Rachel also checks and corners not just Alison, but Cosima and Sarah as well. When Cosima sneaks out of her hut and heads to the clinic to find her treatment, she encounters Sarah there trying to rescue her — but Cosima wants to stay, telling her, “Whatever this place is, it’s the answer.” After she sends Sarah home to take care of Kira and Mrs. S, Rachel drops in. First, she injects the treatment into Cosima’s uterine wall (ouch), and then she offers Cosima another tantalizing reason to stay put: Westmorland, Rachel assures her, wants Cosima to be part of this scientific quest: “You and I are going to cure us all.”

And Sarah, of course, makes it back to the boat house after Cosima tells her to head back, but she doesn’t get a chance to hit the water. A quick tranquilizer dart to the neck immobilizes her, and Rachel walks up just as she’s fading out of consciousness. “It’s a new day, Sarah,” she gloats. And whatever that day brings, we’ll find out soon enough.

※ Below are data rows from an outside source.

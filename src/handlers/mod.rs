//! HTTP request handlers (route handlers).
//!
//! Each handler is an async function that:
//! 1. Receives HTTP request data (query params, auth context)
//! 2. Generates the payload
//! 3. Returns HTTP response (JSON, status code)

use crate::error::AppError;

/// Random data endpoints
pub mod data;

/// Liveness endpoint
pub mod health;

/// Fallback for known paths hit with an unsupported method.
pub async fn method_not_allowed() -> AppError {
    AppError::MethodNotAllowed
}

Additional Genetic Material
-Two island questions to ponder: What is this fountain everyone keeps speaking of, and what was following Sarah around in the woods?
-Maybe I’m just really glad to see Felix again, but I burst out laughing when he got spooked by Art as they both were poking around the safe house and yelled, “Oh my God, Arthur, I almost hit you with a pan!”

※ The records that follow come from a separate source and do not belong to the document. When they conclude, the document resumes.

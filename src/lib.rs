//! Random Data Service
//!
//! A small REST API that serves pseudo-random JSON records. Two data routes
//! are protected by bearer tokens verified against a remote JSON Web Key Set;
//! a health route is public.
//!
//! # Architecture
//!
//! - **Web Framework**: Axum (async HTTP server)
//! - **Authentication**: JWT verified against a JWKS fetched per request
//! - **Format**: JSON responses, plain-text errors
//!
//! # Routes
//!
//! - `GET /data` (auth) - one record
//! - `GET /data-massive?size=N` (auth) - N records, default 100
//! - `GET /health` - empty 200

pub mod config;
pub mod error;
pub mod handlers;
pub mod middleware;
pub mod models;
pub mod server;
pub mod services;

use std::sync::Arc;

use axum::{Router, http::StatusCode, middleware as axum_middleware, routing::get};
use tower_http::{
    timeout::{RequestBodyTimeoutLayer, TimeoutLayer},
    trace::TraceLayer,
};

use crate::config::{Config, READ_TIMEOUT, WRITE_TIMEOUT};
use crate::services::jwks::KeySetVerifier;

/// State shared with every handler and middleware via `State` extraction.
#[derive(Debug, Clone)]
pub struct AppState {
    pub config: Arc<Config>,
    pub verifier: KeySetVerifier,
}

impl AppState {
    /// Build state from loaded configuration.
    ///
    /// # Errors
    ///
    /// Returns an error if the HTTP client used for key set fetches cannot be built.
    pub fn new(config: Config) -> Result<Self, reqwest::Error> {
        let verifier = KeySetVerifier::new(&config)?;

        Ok(Self {
            config: Arc::new(config),
            verifier,
        })
    }
}

/// Build the application router with all routes and middleware attached.
///
/// Protected routes check the method before authenticating, so a POST to
/// `/data` is a 405 whether or not it carries a token. `get` also answers
/// HEAD, so HEAD is routed to the 405 handler explicitly.
pub fn build_router(state: AppState) -> Router {
    let auth = axum_middleware::from_fn_with_state(state.clone(), middleware::auth::auth_middleware);

    Router::new()
        // Public routes (no authentication required)
        .route("/health", get(handlers::health::health_check))
        // Authenticated routes
        .route(
            "/data",
            get(handlers::data::get_data)
                .route_layer(auth.clone())
                .head(handlers::method_not_allowed)
                .fallback(handlers::method_not_allowed),
        )
        .route(
            "/data-massive",
            get(handlers::data::get_data_massive)
                .route_layer(auth)
                .head(handlers::method_not_allowed)
                .fallback(handlers::method_not_allowed),
        )
        // Uniform limits, innermost first
        .layer(axum_middleware::from_fn(middleware::limits::header_limit))
        .layer(RequestBodyTimeoutLayer::new(READ_TIMEOUT))
        .layer(TimeoutLayer::with_status_code(
            StatusCode::REQUEST_TIMEOUT,
            WRITE_TIMEOUT,
        ))
        .layer(TraceLayer::new_for_http())
        .with_state(state)
}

-An update on Susan Duncan: Per Mud, she’ll apparently pull through. Great news for Ira, but what does that mean for our dear Rachel?
-Ira needs to choose his alliances, and soon. When he’s less than forthcoming with information about Revival, Felix reminds him of Rachel’s betrayal: “For God’s sake, pick a bloody side!”
-Speaking of Felix, he and Scott try to reach out to M.K. in hopes she can help them save Kira and Mrs. S, but then our brother sestra is also taken in by a Rachel lackey known as Mr. Frontenac (Andrew Moodie).
-A bloody corkscrew at the safe house indicates Mrs. S got a piece of Ferdinand even while they were hostages. You go, Siobhan.
-“Poop on a stoop” – Alison’s cursing-while-not-cursing is still the best.
-Can I just say it again for good measure? SAVE HELENA’S BABIES.